• **EXERCISE AIM**: Give all the records again, with no alterations.

Segment Start: PROVIDED RECORDS

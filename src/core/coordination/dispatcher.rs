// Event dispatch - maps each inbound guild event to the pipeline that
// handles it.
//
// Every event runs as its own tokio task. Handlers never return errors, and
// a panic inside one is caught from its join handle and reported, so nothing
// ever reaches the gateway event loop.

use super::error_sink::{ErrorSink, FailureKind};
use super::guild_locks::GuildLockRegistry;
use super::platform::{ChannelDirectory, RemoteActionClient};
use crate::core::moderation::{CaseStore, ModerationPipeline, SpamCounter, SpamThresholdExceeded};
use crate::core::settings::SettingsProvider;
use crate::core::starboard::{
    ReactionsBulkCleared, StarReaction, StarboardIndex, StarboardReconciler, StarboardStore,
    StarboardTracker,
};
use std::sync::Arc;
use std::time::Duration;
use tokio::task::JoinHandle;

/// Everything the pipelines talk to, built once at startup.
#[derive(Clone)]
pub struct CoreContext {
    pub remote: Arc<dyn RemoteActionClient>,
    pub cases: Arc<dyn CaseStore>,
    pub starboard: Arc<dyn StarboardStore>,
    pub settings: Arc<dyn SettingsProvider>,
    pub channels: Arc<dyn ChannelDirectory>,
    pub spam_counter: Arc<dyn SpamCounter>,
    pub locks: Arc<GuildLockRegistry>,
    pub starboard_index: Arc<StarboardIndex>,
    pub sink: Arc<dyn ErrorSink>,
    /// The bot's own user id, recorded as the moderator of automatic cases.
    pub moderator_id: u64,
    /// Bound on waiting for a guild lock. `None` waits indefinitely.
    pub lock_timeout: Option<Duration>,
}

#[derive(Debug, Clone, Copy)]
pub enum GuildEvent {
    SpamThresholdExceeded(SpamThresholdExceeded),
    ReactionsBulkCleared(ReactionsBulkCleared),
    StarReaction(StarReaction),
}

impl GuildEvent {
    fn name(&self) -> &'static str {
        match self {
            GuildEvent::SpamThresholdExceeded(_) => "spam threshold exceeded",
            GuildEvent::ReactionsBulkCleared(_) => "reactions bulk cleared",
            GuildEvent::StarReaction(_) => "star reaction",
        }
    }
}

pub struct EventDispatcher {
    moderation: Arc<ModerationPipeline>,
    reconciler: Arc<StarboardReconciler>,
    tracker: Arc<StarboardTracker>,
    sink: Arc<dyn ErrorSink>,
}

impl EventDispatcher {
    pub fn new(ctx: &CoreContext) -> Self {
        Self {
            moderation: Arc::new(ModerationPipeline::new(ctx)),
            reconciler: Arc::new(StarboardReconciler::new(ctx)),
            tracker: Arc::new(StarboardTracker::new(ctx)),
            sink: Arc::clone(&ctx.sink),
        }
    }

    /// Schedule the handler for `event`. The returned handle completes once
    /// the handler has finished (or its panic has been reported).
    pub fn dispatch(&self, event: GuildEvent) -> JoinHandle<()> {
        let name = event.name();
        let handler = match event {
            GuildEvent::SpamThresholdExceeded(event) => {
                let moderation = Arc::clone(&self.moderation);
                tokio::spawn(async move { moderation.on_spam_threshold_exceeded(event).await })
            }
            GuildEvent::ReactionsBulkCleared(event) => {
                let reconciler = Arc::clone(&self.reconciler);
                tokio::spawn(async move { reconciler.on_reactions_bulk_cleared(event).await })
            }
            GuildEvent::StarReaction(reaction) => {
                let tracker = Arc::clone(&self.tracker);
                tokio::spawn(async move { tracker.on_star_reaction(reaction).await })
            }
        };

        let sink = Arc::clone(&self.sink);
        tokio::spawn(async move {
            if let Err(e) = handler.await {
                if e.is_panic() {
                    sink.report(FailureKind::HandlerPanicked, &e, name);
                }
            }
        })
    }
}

Segment End: PROVIDED RECORDS

• **ANSWER FOR THE TASK**:
filename src/core/coordination/dispatcher.rs
// Event dispatch - maps each inbound guild event to the pipeline that
// handles it.
//
// Every event runs as its own tokio task. Handlers never return errors, and
// a panic inside one is caught from its join handle and reported, so nothing
// ever reaches the gateway event loop.

use super::error_sink::{ErrorSink, FailureKind};
use super::guild_locks::GuildLockRegistry;
use super::platform::{ChannelDirectory, RemoteActionClient};
use crate::core::moderation::{CaseStore, ModerationPipeline, SpamCounter, SpamThresholdExceeded};
use crate::core::settings::SettingsProvider;
use crate::core::starboard::{
    ReactionsBulkCleared, StarReaction, StarboardIndex, StarboardReconciler, StarboardStore,
    StarboardTracker,
};
use std::sync::Arc;
use std::time::Duration;
use tokio::task::JoinHandle;

/// Everything the pipelines talk to, built once at startup.
#[derive(Clone)]
pub struct CoreContext {
    pub remote: Arc<dyn RemoteActionClient>,
    pub cases: Arc<dyn CaseStore>,
    pub starboard: Arc<dyn StarboardStore>,
    pub settings: Arc<dyn SettingsProvider>,
    pub channels: Arc<dyn ChannelDirectory>,
    pub spam_counter: Arc<dyn SpamCounter>,
    pub locks: Arc<GuildLockRegistry>,
    pub starboard_index: Arc<StarboardIndex>,
    pub sink: Arc<dyn ErrorSink>,
    /// The bot's own user id, recorded as the moderator of automatic cases.
    pub moderator_id: u64,
    /// Bound on waiting for a guild lock. `None` waits indefinitely.
    pub lock_timeout: Option<Duration>,
}

#[derive(Debug, Clone, Copy)]
pub enum GuildEvent {
    SpamThresholdExceeded(SpamThresholdExceeded),
    ReactionsBulkCleared(ReactionsBulkCleared),
    StarReaction(StarReaction),
}

impl GuildEvent {
    fn name(&self) -> &'static str {
        match self {
            GuildEvent::SpamThresholdExceeded(_) => "spam threshold exceeded",
            GuildEvent::ReactionsBulkCleared(_) => "reactions bulk cleared",
            GuildEvent::StarReaction(_) => "star reaction",
        }
    }
}

pub struct EventDispatcher {
    moderation: Arc<ModerationPipeline>,
    reconciler: Arc<StarboardReconciler>,
    tracker: Arc<StarboardTracker>,
    sink: Arc<dyn ErrorSink>,
}

impl EventDispatcher {
    pub fn new(ctx: &CoreContext) -> Self {
        Self {
            moderation: Arc::new(ModerationPipeline::new(ctx)),
            reconciler: Arc::new(StarboardReconciler::new(ctx)),
            tracker: Arc::new(StarboardTracker::new(ctx)),
            sink: Arc::clone(&ctx.sink),
        }
    }

    /// Schedule the handler for `event`. The returned handle completes once
    /// the handler has finished (or its panic has been reported).
    pub fn dispatch(&self, event: GuildEvent) -> JoinHandle<()> {
        let name = event.name();
        let handler = match event {
            GuildEvent::SpamThresholdExceeded(event) => {
                let moderation = Arc::clone(&self.moderation);
                tokio::spawn(async move { moderation.on_spam_threshold_exceeded(event).await })
            }
            GuildEvent::ReactionsBulkCleared(event) => {
                let reconciler = Arc::clone(&self.reconciler);
                tokio::spawn(async move { reconciler.on_reactions_bulk_cleared(event).await })
            }
            GuildEvent::StarReaction(reaction) => {
                let tracker = Arc::clone(&self.tracker);
                tokio::spawn(async move { tracker.on_star_reaction(reaction).await })
            }
        };

        let sink = Arc::clone(&self.sink);
        tokio::spawn(async move {
            if let Err(e) = handler.await {
                if e.is_panic() {
                    sink.report(FailureKind::HandlerPanicked, &e, name);
                }
            }
        })
    }
}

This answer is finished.